Nutritionally, it also has a lot in common with peanut butter: almost 80 percent of its calories come from fat, but little of it is saturated fat (the kind that raises blood cholesterol). So while it is a healthy choice, just be mindful that tahini is concentrated in calories, with about 170 in a two-tablespoon serving, and enjoy it in small amounts.

Q. I am told that quercetin is a compound that helps prevent cancer. What foods can I find it in if I don't want to take it as a supplement?
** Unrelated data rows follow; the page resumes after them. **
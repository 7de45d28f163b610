//! Driving HFS state through handshake patterns

use crate::bytearray::ByteArray;
use crate::crypto::hfs::{HfsKyber768, HfsMlKem1024, HfsMlKem512, NoHfs};
use crate::error::HfsError;
use crate::handshakepattern::{noise_xxhfs, HandshakePattern, Token};
use crate::traits::Hfs;
use crate::HfsState;

#[test]
fn hfs_state_xxhfs() {
    run_pattern::<HfsMlKem512>(noise_xxhfs());
    run_pattern::<HfsMlKem1024>(noise_xxhfs());
    run_pattern::<HfsKyber768>(noise_xxhfs());
}

#[test]
fn hfs_state_custom_pattern() {
    let pattern = HandshakePattern::new(
        "NNhfs",
        &[],
        &[],
        &[&[Token::E, Token::F], &[Token::E, Token::F, Token::EE, Token::FF]],
    )
    .unwrap();
    run_pattern::<HfsMlKem1024>(pattern);
}

#[test]
fn hfs_state_wire_lengths() {
    let alice = HfsState::<HfsMlKem512>::new(true);
    let bob = HfsState::<HfsMlKem512>::new(false);

    assert_eq!(alice.write_len(), 800);
    assert_eq!(alice.read_len(), 768);
    assert_eq!(bob.write_len(), 768);
    assert_eq!(bob.read_len(), 800);
}

#[test]
fn hfs_state_misuse() {
    let mut rng = rand::thread_rng();
    let mut buf = [0u8; 2048];

    let mut alice = HfsState::<HfsMlKem512>::new(true);
    let mut bob = HfsState::<HfsMlKem512>::new(false);

    // Responder cannot generate before receiving the initiator's key
    assert_eq!(
        bob.write_f(&mut rng, &mut buf),
        Err(HfsError::MissingMaterial)
    );
    // Nothing to mix yet
    assert_eq!(alice.ff().err(), Some(HfsError::MissingMaterial));
    // Initiator cannot read before writing
    assert_eq!(alice.read_f(&[0u8; 768]), Err(HfsError::InvalidState));

    let mut short = [0u8; 10];
    assert_eq!(
        alice.write_f(&mut rng, &mut short),
        Err(HfsError::BufferTooSmall)
    );

    let n = alice.write_f(&mut rng, &mut buf).unwrap();
    assert_eq!(n, 800);
    assert_eq!(
        alice.write_f(&mut rng, &mut buf),
        Err(HfsError::InvalidState)
    );

    assert_eq!(
        bob.read_f(&buf[..n - 1]),
        Err(HfsError::InvalidKeyLength {
            expected: 800,
            actual: 799
        })
    );
    assert_eq!(bob.read_f(&buf[..n]), Ok(800));
    assert_eq!(bob.read_f(&buf[..n]), Err(HfsError::InvalidState));

    // Initiator has its keys but not the peer's f
    assert_eq!(alice.ff().err(), Some(HfsError::MissingMaterial));

    let n = bob.write_f(&mut rng, &mut buf).unwrap();
    let bob_out = bob.ff().unwrap();
    assert!(bob.is_finished());
    assert_eq!(bob.ff().err(), Some(HfsError::InvalidState));

    // Trailing bytes belong to the following tokens
    let mut msg = [0u8; 1024];
    msg[..n].copy_from_slice(&buf[..n]);
    assert_eq!(alice.read_f(&msg), Ok(768));
    let alice_out = alice.ff().unwrap();

    assert_eq!(alice_out.as_slice(), bob_out.as_slice());
}

#[test]
fn hfs_state_null() {
    let mut rng = rand::thread_rng();
    let mut buf = [0u8; 16];
    let mut alice = HfsState::<NoHfs>::new(true);

    assert_eq!(alice.write_len(), 0);
    assert_eq!(
        alice.write_f(&mut rng, &mut buf),
        Err(HfsError::NullCapabilityInvoked)
    );
}

/// Walk the pattern and process `f`/`ff` tokens for both parties.
/// Other tokens belong to the DH layer and only advance the message.
fn run_pattern<F: Hfs>(pattern: HandshakePattern) {
    let mut rng = rand::thread_rng();
    let mut alice = HfsState::<F>::new(true);
    let mut bob = HfsState::<F>::new(false);

    let mut alice_out = None;
    let mut bob_out = None;
    let mut buf = [0u8; 4096];

    for (i, message) in pattern.messages().enumerate() {
        let (sender, receiver, sender_out, receiver_out) = if pattern.is_initiator_message(i) {
            (&mut alice, &mut bob, &mut alice_out, &mut bob_out)
        } else {
            (&mut bob, &mut alice, &mut bob_out, &mut alice_out)
        };

        // Write
        let mut n = 0;
        for token in message {
            match token {
                Token::F => n += sender.write_f(&mut rng, &mut buf[n..]).unwrap(),
                Token::FF => *sender_out = Some(sender.ff().unwrap()),
                _ => {}
            }
        }
        assert_eq!(
            n,
            message.iter().filter(|t| **t == Token::F).count() * sender.write_len()
        );

        // Read
        let mut m = 0;
        for token in message {
            match token {
                Token::F => m += receiver.read_f(&buf[m..n]).unwrap(),
                Token::FF => *receiver_out = Some(receiver.ff().unwrap()),
                _ => {}
            }
        }
        assert_eq!(m, n);
    }

    assert!(alice.is_finished() && bob.is_finished());

    let alice_out = alice_out.unwrap();
    let bob_out = bob_out.unwrap();
    assert_eq!(alice_out.as_slice().len(), F::f_len());
    assert_eq!(alice_out.as_slice(), bob_out.as_slice());
}
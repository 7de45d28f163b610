/// Maximum number of tokens in a pre-message
pub const MAX_PRE_TOKENS: usize = 1;
/// Maximum number of messages in a handshake pattern
pub const MAX_MESSAGES: usize = 8;
/// Maximum number of tokens in a single handshake message
pub const MAX_MESSAGE_TOKENS: usize = 8;
/// Maximum length of a full Noise protocol name
pub const MAX_PROTOCOL_NAME_LEN: usize = 128;
/// Name reported by the null HFS function
pub const NULL_HFS_NAME: &str = "none";
//! Kyber implementation by PQClean: https://github.com/rustpq/pqcrypto
//!
//! PQClean draws its randomness from the system, so the RNG passed to these
//! implementations is not used.

use pqcrypto_kyber::{kyber1024, kyber512, kyber768};
use pqcrypto_traits::kem::{Ciphertext as _, PublicKey as _, SecretKey as _, SharedSecret as _};

use crate::bytearray::{ByteArray, SensitiveByteArray};
use crate::error::{KemError, KemResult};
use crate::traits::{CryptoComponent, Kem, Rng};
use crate::KeyPair;

/// Kyber512 KEM implementation
pub struct Kyber512;
/// Kyber768 KEM implementation
pub struct Kyber768;
/// Kyber1024 KEM implementation
pub struct Kyber1024;

impl CryptoComponent for Kyber512 {
    fn name() -> &'static str {
        "Kyber512"
    }
}

impl CryptoComponent for Kyber768 {
    fn name() -> &'static str {
        "Kyber768"
    }
}

impl CryptoComponent for Kyber1024 {
    fn name() -> &'static str {
        "Kyber1024"
    }
}

macro_rules! impl_kyber {
    ($kyber:ty, $module:ident, $sk:expr, $pk:expr, $ct:expr) => {
        impl Kem for $kyber {
            type SecretKey = SensitiveByteArray<[u8; $sk]>;
            type PubKey = [u8; $pk];
            type Ct = [u8; $ct];
            type Ss = SensitiveByteArray<[u8; 32]>;

            fn genkey<R: Rng>(_rng: &mut R) -> KemResult<KeyPair<Self::PubKey, Self::SecretKey>> {
                let (pk, sk) = $module::keypair();
                Ok(KeyPair {
                    public: Self::PubKey::from_slice(pk.as_bytes()),
                    secret: Self::SecretKey::from_slice(sk.as_bytes()),
                })
            }

            fn encapsulate<R: Rng>(pk: &[u8], _rng: &mut R) -> KemResult<(Self::Ct, Self::Ss)> {
                let pk = $module::PublicKey::from_bytes(pk).map_err(|_| KemError::Input)?;
                let (ss, ct) = $module::encapsulate(&pk);
                Ok((
                    ByteArray::from_slice(ct.as_bytes()),
                    SensitiveByteArray::from_slice(ss.as_bytes()),
                ))
            }

            fn decapsulate(ct: &[u8], sk: &[u8]) -> KemResult<Self::Ss> {
                let ct = $module::Ciphertext::from_bytes(ct).map_err(|_| KemError::Input)?;
                let sk = $module::SecretKey::from_bytes(sk).map_err(|_| KemError::Input)?;
                let ss = $module::decapsulate(&ct, &sk);
                Ok(SensitiveByteArray::from_slice(ss.as_bytes()))
            }
        }
    };
}

impl_kyber!(Kyber512, kyber512, 1632, 800, 768);
impl_kyber!(Kyber768, kyber768, 2400, 1184, 1088);
impl_kyber!(Kyber1024, kyber1024, 3168, 1568, 1568);
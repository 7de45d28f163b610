use zeroize::{Zeroize, ZeroizeOnDrop};

/// Simple trait used throughout the codebase to provide
/// portable array operations
///
/// Every key, ciphertext and shared secret handled by this crate has a size
/// fixed by its algorithm, so all of them live in statically sized arrays.
pub trait ByteArray: Sized + Zeroize {
    fn new_zero() -> Self;
    fn new_with(_: u8) -> Self;
    /// Build from a slice
    ///
    /// # Panics
    /// If `data.len() != Self::len()`. Callers validate lengths first.
    fn from_slice(_: &[u8]) -> Self;
    fn len() -> usize;
    fn as_slice(&self) -> &[u8];
    fn as_mut(&mut self) -> &mut [u8];
    fn clone(&self) -> Self {
        Self::from_slice(self.as_slice())
    }
}

/// Encapsulation for all [`ByteArray`] types that is automatically zeroized on drop.
#[derive(ZeroizeOnDrop, Zeroize, Clone)]
pub struct SensitiveByteArray<A: ByteArray>(A);

impl<A: ByteArray> SensitiveByteArray<A> {
    pub fn new(a: A) -> SensitiveByteArray<A> {
        Self(a)
    }
}

impl<A: ByteArray> core::ops::Deref for SensitiveByteArray<A> {
    type Target = A;
    fn deref(&self) -> &Self::Target {
        &self.0
    }
}

impl<A: ByteArray> core::ops::DerefMut for SensitiveByteArray<A> {
    fn deref_mut(&mut self) -> &mut Self::Target {
        &mut self.0
    }
}

impl<A: ByteArray> core::fmt::Debug for SensitiveByteArray<A> {
    fn fmt(&self, f: &mut core::fmt::Formatter<'_>) -> core::fmt::Result {
        write!(f, "SensitiveByteArray<{}>(..)", A::len())
    }
}

impl<A: ByteArray> ByteArray for SensitiveByteArray<A> {
    fn new_zero() -> Self {
        Self::new(A::new_zero())
    }

    fn new_with(a: u8) -> Self {
        Self::new(A::new_with(a))
    }

    fn from_slice(s: &[u8]) -> Self {
        Self::new(A::from_slice(s))
    }

    fn len() -> usize {
        A::len()
    }

    fn as_slice(&self) -> &[u8] {
        self.0.as_slice()
    }

    fn as_mut(&mut self) -> &mut [u8] {
        self.0.as_mut()
    }
}

macro_rules! impl_array {
    ($array:ty, $w:expr) => {
        impl $array for [u8; $w] {
            fn new_zero() -> Self {
                [0u8; $w]
            }
            fn new_with(x: u8) -> Self {
                [x; $w]
            }
            fn from_slice(data: &[u8]) -> Self {
                let mut a = [0u8; $w];
                a.copy_from_slice(data);
                a
            }
            fn len() -> usize {
                $w
            }
            fn as_slice(&self) -> &[u8] {
                self
            }
            fn as_mut(&mut self) -> &mut [u8] {
                self
            }
        }
    };
}

// Null HFS
impl_array!(ByteArray, 0);

// Shared secrets
impl_array!(ByteArray, 32);

// Kyber / ML-KEM public keys, ciphertexts and secret keys
impl_array!(ByteArray, 768);
impl_array!(ByteArray, 800);
impl_array!(ByteArray, 1088);
impl_array!(ByteArray, 1184);
impl_array!(ByteArray, 1568);
impl_array!(ByteArray, 1632);
impl_array!(ByteArray, 2400);
impl_array!(ByteArray, 3168);

#[cfg(test)]
mod tests {
    use super::*;

    #[test]
    fn sensitive_array_zeroizes() {
        let mut a = SensitiveByteArray::new([0xaau8; 32]);
        assert!(a.as_slice().iter().all(|b| *b == 0xaa));
        a.zeroize();
        assert!(a.as_slice().iter().all(|b| *b == 0));
    }

    #[test]
    fn null_array_is_empty() {
        assert_eq!(<[u8; 0] as ByteArray>::len(), 0);
        assert!(<[u8; 0] as ByteArray>::new_zero().as_slice().is_empty());
    }
}
use noise_hfs::crypto::hfs::HfsMlKem768;
use noise_hfs::crypto::rng::DefaultRng;
use noise_hfs::handshakepattern::{noise_xxhfs, Token};
use noise_hfs::HfsState;

fn main() {
    let pattern = noise_xxhfs();
    let mut rng = DefaultRng;

    let mut alice = HfsState::<HfsMlKem768>::new(true);
    let mut bob = HfsState::<HfsMlKem768>::new(false);

    // The DH tokens and the symmetric state live in the handshake driver,
    // here we only carry the HFS parts of each message
    let mut buf = [0u8; 4096];
    let mut alice_secret = None;
    let mut bob_secret = None;

    for (i, message) in pattern.messages().enumerate() {
        let (sender, receiver, sender_secret, receiver_secret) = if pattern.is_initiator_message(i)
        {
            (&mut alice, &mut bob, &mut alice_secret, &mut bob_secret)
        } else {
            (&mut bob, &mut alice, &mut bob_secret, &mut alice_secret)
        };

        let mut n = 0;
        for token in message {
            match token {
                Token::F => n += sender.write_f(&mut rng, &mut buf[n..]).unwrap(),
                Token::FF => *sender_secret = Some(sender.ff().unwrap()),
                _ => {}
            }
        }

        let mut m = 0;
        for token in message {
            match token {
                Token::F => m += receiver.read_f(&buf[m..n]).unwrap(),
                Token::FF => *receiver_secret = Some(receiver.ff().unwrap()),
                _ => {}
            }
        }

        println!("message {i}: {n} HFS bytes");
    }

    let alice_secret = alice_secret.unwrap();
    let bob_secret = bob_secret.unwrap();
    assert_eq!(alice_secret.as_slice(), bob_secret.as_slice());

    println!(
        "Both parties mix {} bytes of KEM output into the chaining key",
        alice_secret.as_slice().len()
    );
}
A. Quercetin is a phytochemical - a natural compound found in plant foods - that belongs to a large family of compounds called flavonoids. Laboratory studies suggest that quercetin can provide both anti-cancer and heart-protective effects. It seems to serve as an antioxidant and anti-inflammatory agent, as well as helping to control abnormal cell growth and deactivate carcinogens.

But you are quite right to be thinking of food as the best source. It's not clear how well our body absorbs flavonoids like quercetin. Also, the benefits we see in people who eat diets high in quercetin and other flavonoids may come from quercetin interacting with a whole host of nutrients and phytochemicals.

Many quercetin supplements provide much larger amounts than found in the diet. That may sound like a good thing, but research in the last few years has been showing that we can get too much of a good thing when it comes to antioxidant nutrients.

Foods that provide the most quercetin are onions, apples (with the skin) and freshly brewed tea. These are high-level sources, but so are asparagus, green peppers, romaine and leaf lettuce, cherries, pears and blueberries, blackberries and cranberries. Focus on a variety and abundance of vegetables and fruits, and you'll get quercetin and a lot more.